Task directions — Word for word, restate the line containing "by a scrape" and all the lines that come after it in the entries below. Include nothing from before it.

Collected data entries:

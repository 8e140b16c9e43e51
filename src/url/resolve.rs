use url::Url;

/// Resolves a possibly-relative reference against a base URL
///
/// Returns the absolute URL string when resolution succeeds. A reference
/// that cannot be resolved is returned verbatim instead of being dropped,
/// so one malformed href or src never fails the surrounding extraction.
///
/// # Arguments
///
/// * `reference` - The raw href/src attribute value
/// * `base` - The document's final URL, after redirects
pub fn resolve_or_raw(reference: &str, base: &Url) -> String {
    match base.join(reference) {
        Ok(absolute) => absolute.to_string(),
        Err(_) => reference.to_string(),
    }
}
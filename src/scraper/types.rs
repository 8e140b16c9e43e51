use serde::Serialize;
use url::Url;

/// A single outbound link extracted from the document
#[derive(Debug, Clone, PartialEq, Eq, Serialize)]
pub struct LinkEntry {
    /// The anchor's visible text, trimmed
    pub text: String,

    /// Absolute URL when resolution against the final URL succeeded,
    /// the raw href attribute otherwise
    pub href: String,
}

/// A single image reference extracted from the document
#[derive(Debug, Clone, PartialEq, Eq, Serialize)]
pub struct ImageEntry {
    /// Absolute URL when resolution against the final URL succeeded,
    /// the raw src attribute otherwise
    pub src: String,

    /// Alternative text; empty string when the attribute is absent
    pub alt: String,
}

/// The structured record produced by a scrape
///
/// Collections are in document order. After bounding, their lengths never
/// exceed the configured limits.
#[derive(Debug, Clone, Serialize)]
pub struct ScrapeResult {
    pub title: String,
    pub description: String,
    pub headings: Vec<String>,
    pub links: Vec<LinkEntry>,
    pub images: Vec<ImageEntry>,
}

/// Raw document returned by the fetcher
///
/// Exists only within one request's processing.
#[derive(Debug, Clone)]
pub struct FetchedDocument {
    /// Response body decoded as text
    pub body: String,

    /// URL after following redirects; the base for resolving relative
    /// references in the document
    pub final_url: Url,
}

Solution below —
/// The structured record produced by a scrape
///
/// Collections are in document order. After bounding, their lengths never
/// exceed the configured limits.
#[derive(Debug, Clone, Serialize)]
pub struct ScrapeResult {
    pub title: String,
    pub description: String,
    pub headings: Vec<String>,
    pub links: Vec<LinkEntry>,
    pub images: Vec<ImageEntry>,
}

/// Raw document returned by the fetcher
///
/// Exists only within one request's processing.
#[derive(Debug, Clone)]
pub struct FetchedDocument {
    /// Response body decoded as text
    pub body: String,

    /// URL after following redirects; the base for resolving relative
    /// references in the document
    pub final_url: Url,
}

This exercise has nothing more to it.